Your objective:
Which lines of the data contain the string "hosting"? Show each of them.

Information given:

________

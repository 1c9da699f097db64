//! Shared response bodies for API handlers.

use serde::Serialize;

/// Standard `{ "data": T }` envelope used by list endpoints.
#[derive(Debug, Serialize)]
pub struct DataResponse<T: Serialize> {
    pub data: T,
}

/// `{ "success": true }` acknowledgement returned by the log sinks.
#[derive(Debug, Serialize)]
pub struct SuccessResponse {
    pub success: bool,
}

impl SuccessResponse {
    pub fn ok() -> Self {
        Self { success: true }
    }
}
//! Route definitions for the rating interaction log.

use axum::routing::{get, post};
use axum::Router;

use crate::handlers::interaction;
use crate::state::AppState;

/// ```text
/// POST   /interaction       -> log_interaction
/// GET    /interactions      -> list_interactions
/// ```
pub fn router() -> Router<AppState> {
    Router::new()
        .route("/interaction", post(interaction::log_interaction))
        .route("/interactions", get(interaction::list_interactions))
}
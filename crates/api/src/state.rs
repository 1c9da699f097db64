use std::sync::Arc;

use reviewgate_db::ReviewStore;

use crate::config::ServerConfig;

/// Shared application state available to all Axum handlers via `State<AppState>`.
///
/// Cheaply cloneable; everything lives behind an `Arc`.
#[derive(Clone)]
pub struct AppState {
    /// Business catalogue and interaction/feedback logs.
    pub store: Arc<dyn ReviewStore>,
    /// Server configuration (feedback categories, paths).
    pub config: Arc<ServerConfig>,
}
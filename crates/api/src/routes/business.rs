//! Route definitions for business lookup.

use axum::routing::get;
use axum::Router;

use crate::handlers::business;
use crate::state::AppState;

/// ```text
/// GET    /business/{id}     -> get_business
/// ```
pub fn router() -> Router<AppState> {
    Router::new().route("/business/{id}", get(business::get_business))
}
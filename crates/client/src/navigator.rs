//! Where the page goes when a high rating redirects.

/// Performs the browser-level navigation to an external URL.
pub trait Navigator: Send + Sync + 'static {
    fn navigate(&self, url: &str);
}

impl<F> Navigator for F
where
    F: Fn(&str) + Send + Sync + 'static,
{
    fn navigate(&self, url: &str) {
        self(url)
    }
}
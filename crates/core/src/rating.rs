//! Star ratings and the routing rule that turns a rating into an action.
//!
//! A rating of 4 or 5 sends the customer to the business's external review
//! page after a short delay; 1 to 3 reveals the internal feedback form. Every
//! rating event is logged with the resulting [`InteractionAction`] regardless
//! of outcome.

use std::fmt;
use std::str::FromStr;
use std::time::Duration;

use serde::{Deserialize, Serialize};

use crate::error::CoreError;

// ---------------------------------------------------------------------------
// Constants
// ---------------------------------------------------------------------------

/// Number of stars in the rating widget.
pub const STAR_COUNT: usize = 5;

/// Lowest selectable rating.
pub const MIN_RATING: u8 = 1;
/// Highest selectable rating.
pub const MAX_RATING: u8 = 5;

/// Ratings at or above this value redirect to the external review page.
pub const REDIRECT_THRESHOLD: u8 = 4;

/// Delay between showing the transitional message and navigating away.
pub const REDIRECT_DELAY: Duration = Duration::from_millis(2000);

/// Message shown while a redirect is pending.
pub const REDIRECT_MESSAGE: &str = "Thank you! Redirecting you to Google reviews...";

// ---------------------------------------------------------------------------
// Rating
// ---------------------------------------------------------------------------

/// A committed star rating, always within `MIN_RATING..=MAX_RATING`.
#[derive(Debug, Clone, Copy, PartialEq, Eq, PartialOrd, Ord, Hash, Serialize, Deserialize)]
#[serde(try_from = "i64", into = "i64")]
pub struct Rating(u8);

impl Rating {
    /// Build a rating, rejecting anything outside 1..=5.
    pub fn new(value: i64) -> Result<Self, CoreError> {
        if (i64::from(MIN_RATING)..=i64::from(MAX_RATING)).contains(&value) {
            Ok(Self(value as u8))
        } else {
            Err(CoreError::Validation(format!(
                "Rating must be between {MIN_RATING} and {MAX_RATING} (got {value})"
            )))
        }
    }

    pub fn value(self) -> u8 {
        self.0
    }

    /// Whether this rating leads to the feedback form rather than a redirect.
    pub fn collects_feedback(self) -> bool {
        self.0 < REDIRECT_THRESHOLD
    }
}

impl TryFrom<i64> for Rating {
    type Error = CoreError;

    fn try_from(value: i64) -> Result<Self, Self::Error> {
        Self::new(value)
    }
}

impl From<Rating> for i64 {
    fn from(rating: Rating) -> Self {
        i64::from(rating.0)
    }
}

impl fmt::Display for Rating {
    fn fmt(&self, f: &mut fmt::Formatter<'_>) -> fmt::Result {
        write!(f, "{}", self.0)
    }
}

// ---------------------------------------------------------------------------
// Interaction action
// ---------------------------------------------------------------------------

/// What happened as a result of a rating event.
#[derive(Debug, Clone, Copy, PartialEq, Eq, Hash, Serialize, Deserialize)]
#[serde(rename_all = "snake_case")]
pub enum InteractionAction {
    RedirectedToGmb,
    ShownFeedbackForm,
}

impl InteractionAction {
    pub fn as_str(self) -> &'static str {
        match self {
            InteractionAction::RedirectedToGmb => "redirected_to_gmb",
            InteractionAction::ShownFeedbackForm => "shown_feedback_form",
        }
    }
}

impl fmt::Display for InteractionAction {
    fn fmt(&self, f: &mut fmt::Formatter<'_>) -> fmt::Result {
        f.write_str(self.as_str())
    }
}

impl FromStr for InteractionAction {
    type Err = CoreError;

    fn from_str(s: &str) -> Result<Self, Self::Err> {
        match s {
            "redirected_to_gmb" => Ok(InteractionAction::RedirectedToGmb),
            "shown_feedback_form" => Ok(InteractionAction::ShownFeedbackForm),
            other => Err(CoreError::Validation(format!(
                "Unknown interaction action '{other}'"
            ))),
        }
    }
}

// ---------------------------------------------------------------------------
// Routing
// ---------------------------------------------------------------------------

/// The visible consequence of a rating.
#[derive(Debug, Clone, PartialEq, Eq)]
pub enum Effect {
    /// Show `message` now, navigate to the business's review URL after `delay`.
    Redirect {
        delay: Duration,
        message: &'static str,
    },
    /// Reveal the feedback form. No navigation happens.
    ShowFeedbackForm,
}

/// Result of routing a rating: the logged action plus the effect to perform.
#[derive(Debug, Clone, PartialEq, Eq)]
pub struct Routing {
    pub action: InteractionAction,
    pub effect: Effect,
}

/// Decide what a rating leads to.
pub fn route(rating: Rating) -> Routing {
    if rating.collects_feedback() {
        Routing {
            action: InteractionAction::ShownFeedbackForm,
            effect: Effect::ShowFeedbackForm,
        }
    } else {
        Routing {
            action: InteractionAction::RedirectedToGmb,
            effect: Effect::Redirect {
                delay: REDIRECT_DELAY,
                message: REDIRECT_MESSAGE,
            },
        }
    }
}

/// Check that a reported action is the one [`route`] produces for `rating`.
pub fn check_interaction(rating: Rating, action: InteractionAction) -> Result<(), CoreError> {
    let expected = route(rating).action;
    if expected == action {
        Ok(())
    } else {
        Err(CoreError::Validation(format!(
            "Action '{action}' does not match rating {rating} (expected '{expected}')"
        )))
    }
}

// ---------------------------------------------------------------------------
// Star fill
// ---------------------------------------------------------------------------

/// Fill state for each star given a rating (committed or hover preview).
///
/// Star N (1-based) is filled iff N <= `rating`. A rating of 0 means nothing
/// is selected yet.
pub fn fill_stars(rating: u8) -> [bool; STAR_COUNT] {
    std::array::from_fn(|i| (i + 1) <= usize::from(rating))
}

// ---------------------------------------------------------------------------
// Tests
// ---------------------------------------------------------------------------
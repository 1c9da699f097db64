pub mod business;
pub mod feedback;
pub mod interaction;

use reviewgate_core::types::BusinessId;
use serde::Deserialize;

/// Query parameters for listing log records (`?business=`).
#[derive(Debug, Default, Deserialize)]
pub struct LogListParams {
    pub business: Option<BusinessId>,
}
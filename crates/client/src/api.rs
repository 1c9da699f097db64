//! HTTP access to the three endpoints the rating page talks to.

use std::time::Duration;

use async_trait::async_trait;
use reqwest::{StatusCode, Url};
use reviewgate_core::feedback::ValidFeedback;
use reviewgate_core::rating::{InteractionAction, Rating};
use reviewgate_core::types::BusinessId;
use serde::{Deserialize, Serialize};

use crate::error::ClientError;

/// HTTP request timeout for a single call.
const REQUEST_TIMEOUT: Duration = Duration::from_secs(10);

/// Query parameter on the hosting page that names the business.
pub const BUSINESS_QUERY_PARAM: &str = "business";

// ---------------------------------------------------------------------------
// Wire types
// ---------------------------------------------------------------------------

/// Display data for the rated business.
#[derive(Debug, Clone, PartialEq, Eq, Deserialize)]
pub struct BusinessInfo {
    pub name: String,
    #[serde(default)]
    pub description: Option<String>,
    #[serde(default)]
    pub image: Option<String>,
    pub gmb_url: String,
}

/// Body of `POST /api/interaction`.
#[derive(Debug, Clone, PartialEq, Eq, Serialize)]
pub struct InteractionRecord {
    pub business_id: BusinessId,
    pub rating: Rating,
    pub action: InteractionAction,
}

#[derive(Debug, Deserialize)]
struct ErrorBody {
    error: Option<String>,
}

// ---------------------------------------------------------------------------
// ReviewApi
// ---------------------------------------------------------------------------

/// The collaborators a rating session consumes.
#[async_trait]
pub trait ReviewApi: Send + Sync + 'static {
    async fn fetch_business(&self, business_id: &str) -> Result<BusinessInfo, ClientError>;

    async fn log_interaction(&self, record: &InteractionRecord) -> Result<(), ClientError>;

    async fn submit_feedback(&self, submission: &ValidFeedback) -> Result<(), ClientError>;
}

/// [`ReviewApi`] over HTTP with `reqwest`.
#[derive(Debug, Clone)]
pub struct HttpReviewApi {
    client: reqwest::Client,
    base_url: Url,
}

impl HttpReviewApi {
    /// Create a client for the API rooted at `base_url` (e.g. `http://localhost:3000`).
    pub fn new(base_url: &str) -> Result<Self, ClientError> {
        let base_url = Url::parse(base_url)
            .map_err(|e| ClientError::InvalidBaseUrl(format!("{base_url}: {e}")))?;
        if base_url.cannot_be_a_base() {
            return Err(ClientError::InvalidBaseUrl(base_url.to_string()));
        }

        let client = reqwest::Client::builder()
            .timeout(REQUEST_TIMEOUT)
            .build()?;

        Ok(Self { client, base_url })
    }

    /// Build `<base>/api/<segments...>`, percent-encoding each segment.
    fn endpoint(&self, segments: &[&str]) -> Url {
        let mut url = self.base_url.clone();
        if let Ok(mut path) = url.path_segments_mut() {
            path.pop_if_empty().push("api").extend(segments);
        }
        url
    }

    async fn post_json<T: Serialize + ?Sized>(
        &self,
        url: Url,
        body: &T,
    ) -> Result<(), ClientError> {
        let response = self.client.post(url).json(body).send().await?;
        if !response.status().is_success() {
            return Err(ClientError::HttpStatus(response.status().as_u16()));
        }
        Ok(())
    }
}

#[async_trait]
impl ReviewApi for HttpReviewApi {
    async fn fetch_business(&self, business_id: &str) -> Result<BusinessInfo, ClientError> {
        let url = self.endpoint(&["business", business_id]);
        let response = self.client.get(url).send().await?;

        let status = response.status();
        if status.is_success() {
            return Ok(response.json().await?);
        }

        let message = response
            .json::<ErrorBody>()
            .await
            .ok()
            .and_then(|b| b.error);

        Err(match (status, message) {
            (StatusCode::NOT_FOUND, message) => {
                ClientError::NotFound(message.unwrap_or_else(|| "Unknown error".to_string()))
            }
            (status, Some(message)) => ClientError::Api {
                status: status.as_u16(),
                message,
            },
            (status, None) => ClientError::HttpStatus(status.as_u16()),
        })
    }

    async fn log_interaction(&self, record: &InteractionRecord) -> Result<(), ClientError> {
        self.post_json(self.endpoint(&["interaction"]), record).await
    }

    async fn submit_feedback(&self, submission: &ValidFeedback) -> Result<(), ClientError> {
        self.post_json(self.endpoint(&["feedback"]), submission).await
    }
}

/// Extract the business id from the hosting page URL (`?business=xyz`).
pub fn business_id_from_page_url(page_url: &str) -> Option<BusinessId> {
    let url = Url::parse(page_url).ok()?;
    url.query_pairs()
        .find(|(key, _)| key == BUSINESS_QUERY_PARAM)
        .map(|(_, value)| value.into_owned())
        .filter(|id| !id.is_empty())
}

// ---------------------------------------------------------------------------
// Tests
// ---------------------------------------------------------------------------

________

Result for this task:
/// Query parameter on the hosting page that names the business.
/// Extract the business id from the hosting page URL (`?business=xyz`).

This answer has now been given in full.